Изредка я встречал Голышева, работавшего заместителем директора Аэрологической обсерватории. Обсерватория эвакуировалась на Урал, но в Москве осталась оперативная группа, которая обслуживала противовоздушную оборону столицы. Аэрологи Боровиков, Тонкова, Ларченко самоотверженно летали на «зондаж» атмосферы, чтобы получить необходимые нашей авиации сведения о погоде.
В войне находила применение и воздухоплавательная техника. Когда фашистская авиация совершала налеты на Москву, по вечерам над городом поднимались на тросах десятки аэростатов заграждения, похожих на крошечные дирижабли. Боясь натолкнуться на них, вражеские летчики старались держаться повыше, а там их поджидали наши истребители.

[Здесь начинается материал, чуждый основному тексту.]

impl SqliteFlakeStore {
    pub fn open(path: &Path) -> Result<Self> {
        let conn = Connection::open(path)
            .with_context(|| format!("failed to open sqlite database at {}", path.display()))?;

        conn.execute_batch(
            "PRAGMA journal_mode = WAL;
             PRAGMA foreign_keys = ON;
             PRAGMA busy_timeout = 5000;",
        )
        .context("failed to configure sqlite pragmas")?;

        Ok(Self { conn })
    }

    pub fn migrate(&self) -> Result<()> {
        self.conn
            .execute_batch(
                "CREATE TABLE IF NOT EXISTS schema_migrations (
                    version INTEGER PRIMARY KEY,
                    applied_at TEXT NOT NULL
                );",
            )
            .context("failed to ensure schema_migrations exists")?;

        self.conn
            .execute_batch(SCHEMA_FLAKE_V1)
            .context("failed to apply flakeguard schema")?;

        self.conn
            .execute(
                "INSERT OR IGNORE INTO schema_migrations(version, applied_at) VALUES (?1, ?2)",
                params![FLAKE_MIGRATION_VERSION, timestamp(now_utc())?],
            )
            .context("failed to register flakeguard schema migration")?;

        Ok(())
    }

    pub fn get_quarantine_state(&self, test_id: &TestId) -> Result<Option<QuarantineState>> {
        self.conn
            .query_row(
                &format!("SELECT {QUARANTINE_STATE_COLUMNS} FROM quarantine_state WHERE test_id = ?1"),
                params![test_id.as_str()],
                parse_quarantine_state_row,
            )
            .optional()
            .with_context(|| format!("failed to load quarantine state for {test_id}"))
    }

    pub fn list_quarantined(&self) -> Result<Vec<QuarantineState>> {
        let mut stmt = self.conn.prepare(&format!(
            "SELECT {QUARANTINE_STATE_COLUMNS} FROM quarantine_state
             WHERE status = 'quarantined'
             ORDER BY test_id ASC"
        ))?;
        let rows = stmt.query_map([], parse_quarantine_state_row)?;
        collect_rows(rows)
    }

    /// Writes `state` only when the stored version still equals
    /// `expected_version` (0 when no row exists). A status change appends a
    /// transition row in the same transaction.
    pub fn compare_and_set_quarantine_state(
        &mut self,
        state: &QuarantineState,
        expected_version: u64,
    ) -> Result<StateWrite> {
        state
            .validate()
            .map_err(|err| anyhow!("quarantine state validation failed: {err}"))?;

        let tx = self
            .conn
            .transaction_with_behavior(TransactionBehavior::Immediate)
            .context("failed to start quarantine state transaction")?;

        let stored: Option<(i64, String)> = tx
            .query_row(
                "SELECT state_version, status FROM quarantine_state WHERE test_id = ?1",
                params![state.test_id.as_str()],
                |row| Ok((row.get(0)?, row.get(1)?)),
            )
            .optional()
            .context("failed to read stored state_version")?;

        let stored_version = match &stored {
            Some((version, _)) => u64::try_from(*version)
                .with_context(|| format!("invalid stored state_version: {version}"))?,
            None => 0,
        };
        if stored_version != expected_version {
            return Ok(StateWrite::Conflict { stored_version });
        }

        let previous_status = stored
            .as_ref()
            .map(|(_, status)| {
                QuarantineStatus::parse(status)
                    .ok_or_else(|| anyhow!("invalid stored status: {status}"))
            })
            .transpose()?;

        let next_version = expected_version + 1;
        let next_version_sql = i64::try_from(next_version)
            .with_context(|| format!("state_version overflow: {next_version}"))?;
        let recorded_at = now_utc();

        tx.execute(
            "INSERT INTO quarantine_state(
                test_id, status, quarantined_at, quarantine_reason,
                released_at, state_version, updated_at
             ) VALUES (?1, ?2, ?3, ?4, ?5, ?6, ?7)
             ON CONFLICT(test_id) DO UPDATE SET
               status = excluded.status,
               quarantined_at = excluded.quarantined_at,
               quarantine_reason = excluded.quarantine_reason,
               released_at = excluded.released_at,
               state_version = excluded.state_version,
               updated_at = excluded.updated_at",
            params![
                state.test_id.as_str(),
                state.status.as_str(),
                optional_timestamp(state.quarantined_at)?,
                state.quarantine_reason.map(QuarantineReason::as_str),
                optional_timestamp(state.released_at)?,
                next_version_sql,
                timestamp(recorded_at)?,
            ],
        )
        .context("failed to write quarantine state")?;

        if previous_status.unwrap_or(QuarantineStatus::Active) != state.status {
            let occurred_at = match state.status {
                QuarantineStatus::Quarantined => state.quarantined_at,
                QuarantineStatus::Active => state.released_at,
            }
            .unwrap_or(recorded_at);

            tx.execute(
                "INSERT INTO quarantine_transitions(
                    transition_id, test_id, from_status, to_status, reason,
                    state_version, occurred_at, recorded_at
                 ) VALUES (?1, ?2, ?3, ?4, ?5, ?6, ?7, ?8)",
                params![
                    Ulid::new().to_string(),
                    state.test_id.as_str(),
                    previous_status.map(QuarantineStatus::as_str),
                    state.status.as_str(),
                    state.quarantine_reason.map(QuarantineReason::as_str),
                    next_version_sql,
                    timestamp(occurred_at)?,
                    timestamp(recorded_at)?,
                ],
            )
            .context("failed to append quarantine transition")?;
        }

        tx.commit()
            .context("failed to commit quarantine state transaction")?;

        debug!(
            test_id = %state.test_id,
            state_version = next_version,
            status = state.status.as_str(),
            "quarantine state written"
        );

        let mut written = state.clone();
        written.state_version = next_version;
        Ok(StateWrite::Written(written))
    }

    pub fn list_transitions(
        &self,
        test_id: &TestId,
        limit: Option<usize>,
    ) -> Result<Vec<QuarantineTransitionRecord>> {
        let mut query = "SELECT
                transition_seq, transition_id, test_id, from_status, to_status,
                reason, state_version, occurred_at, recorded_at
             FROM quarantine_transitions
             WHERE test_id = ?1
             ORDER BY transition_seq ASC"
            .to_string();

        if let Some(raw_limit) = limit {
            query.push_str(" LIMIT ");
            query.push_str(&raw_limit.to_string());
        }

        let mut stmt = self.conn.prepare(&query)?;
        let rows = stmt.query_map(params![test_id.as_str()], parse_transition_row)?;
        collect_rows(rows)
    }

    pub fn upsert_auto_quarantine_config(
        &self,
        org_id: &str,
        config: &AutoQuarantineConfig,
    ) -> Result<()> {
        config
            .validate()
            .map_err(|err| anyhow!("invalid auto-quarantine configuration: {err}"))?;
        let payload =
            serde_json::to_string(config).context("failed to serialize auto-quarantine config")?;

        self.conn
            .execute(
                "INSERT INTO auto_quarantine_configs(org_id, config_json, updated_at)
                 VALUES (?1, ?2, ?3)
                 ON CONFLICT(org_id) DO UPDATE SET
                   config_json = excluded.config_json,
                   updated_at = excluded.updated_at",
                params![org_id, payload, timestamp(now_utc())?],
            )
            .context("failed to upsert auto-quarantine config")?;

        Ok(())
    }

    pub fn get_auto_quarantine_config(&self, org_id: &str) -> Result<Option<AutoQuarantineConfig>> {
        let json: Option<String> = self
            .conn
            .query_row(
                "SELECT config_json FROM auto_quarantine_configs WHERE org_id = ?1",
                params![org_id],
                |row| row.get(0),
            )
            .optional()
            .context("failed to load auto-quarantine config")?;

        json.map(|raw| {
            let value: Value =
                serde_json::from_str(&raw).context("invalid stored auto-quarantine JSON")?;
            AutoQuarantineConfig::from_json(&value)
                .map_err(|err| anyhow!("failed to parse auto-quarantine config for {org_id}: {err}"))
        })
        .transpose()
    }

    pub fn upsert_retry_strategy(&self, org_id: &str, strategy: &RetryStrategy) -> Result<()> {
        strategy
            .validate()
            .map_err(|err| anyhow!("invalid retry strategy: {err}"))?;
        let payload =
            serde_json::to_string(strategy).context("failed to serialize retry strategy")?;

        self.conn
            .execute(
                "INSERT INTO retry_strategies(org_id, strategy_json, updated_at)
                 VALUES (?1, ?2, ?3)
                 ON CONFLICT(org_id) DO UPDATE SET
                   strategy_json = excluded.strategy_json,
                   updated_at = excluded.updated_at",
                params![org_id, payload, timestamp(now_utc())?],
            )
            .context("failed to upsert retry strategy")?;

        Ok(())
    }

    pub fn get_retry_strategy(&self, org_id: &str) -> Result<Option<RetryStrategy>> {
        let json: Option<String> = self
            .conn
            .query_row(
                "SELECT strategy_json FROM retry_strategies WHERE org_id = ?1",
                params![org_id],
                |row| row.get(0),
            )
            .optional()
            .context("failed to load retry strategy")?;

        json.map(|raw| {
            let value: Value =
                serde_json::from_str(&raw).context("invalid stored retry strategy JSON")?;
            RetryStrategy::from_json(&value)
                .map_err(|err| anyhow!("failed to parse retry strategy for {org_id}: {err}"))
        })
        .transpose()
    }

    pub fn put_suggestion(&self, entry: &SuggestionCacheEntry) -> Result<()> {
        self.conn
            .execute(
                "INSERT INTO suggestion_cache(test_id, analysis_text, generated_at)
                 VALUES (?1, ?2, ?3)
                 ON CONFLICT(test_id) DO UPDATE SET
                   analysis_text = excluded.analysis_text,
                   generated_at = excluded.generated_at",
                params![
                    entry.test_id.as_str(),
                    entry.analysis_text,
                    timestamp(entry.generated_at)?,
                ],
            )
            .context("failed to store suggestion")?;
        Ok(())
    }

    /// Stored suggestion regardless of age; freshness is the cache's call.
    pub fn get_suggestion(&self, test_id: &TestId) -> Result<Option<SuggestionCacheEntry>> {
        self.conn
            .query_row(
                "SELECT test_id, analysis_text, generated_at FROM suggestion_cache WHERE test_id = ?1",
                params![test_id.as_str()],
                parse_suggestion_row,
            )
            .optional()
            .with_context(|| format!("failed to load suggestion for {test_id}"))
    }

    #[cfg(test)]
    fn connection(&self) -> &Connection {
        &self.conn
    }
}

По предложению воздухоплавателей привязные аэростаты были впервые использованы для парашютной подготовки десантных частей Советской Армии. Прежде десантники учились прыгать с тяжелых самолетов. Требовались оборудованные аэродромы, расходовался высокосортный бензин. При неблагоприятных метеорологических условиях прыжки значительно усложнялись. Парашютисты иногда попадали в лес, на воду, в населенные пункты. Иное дело массовые прыжки с аэростатов. Они связаны с незначительными расходами. Привязной аэростат всегда может быть поднят так, чтобы люди приземлились в том месте, где это необходимо и безопасно. В отдельных случаях с одного аэростата в течение суток сбрасывалось по две тысячи человек.
На фронте в некоторых артиллерийских частях привязные аэростаты наблюдения с большим успехом применялись для корректировки стрельбы. Воздухоплаватели помогали артиллеристам точнее разить врага. На эту опасную работу, как я уже упоминал, и ушли аэронавты из аэрологической обсерватории. В октябре 1941 года, когда гитлеровцы прорвали фронт в районе Ельни, артиллерийский полк, в котором служили мои друзья, попал в окружение. Георгию Коновальчику, Станиславу Карамышеву, Клаве Фадеевой с огромным трудом удалось прорваться через вражеское кольцо. Они рассказывали о сложной обстановке, создавшейся в момент окружения, о тяжелых, неравных боях и больших наших потерях. В те дни они в последний раз видели Фомина и Крикуна и ничего не знали о их судьбе. А вскоре жена Крикуна получила «похоронную». Но мы надеялись, что это ошибка.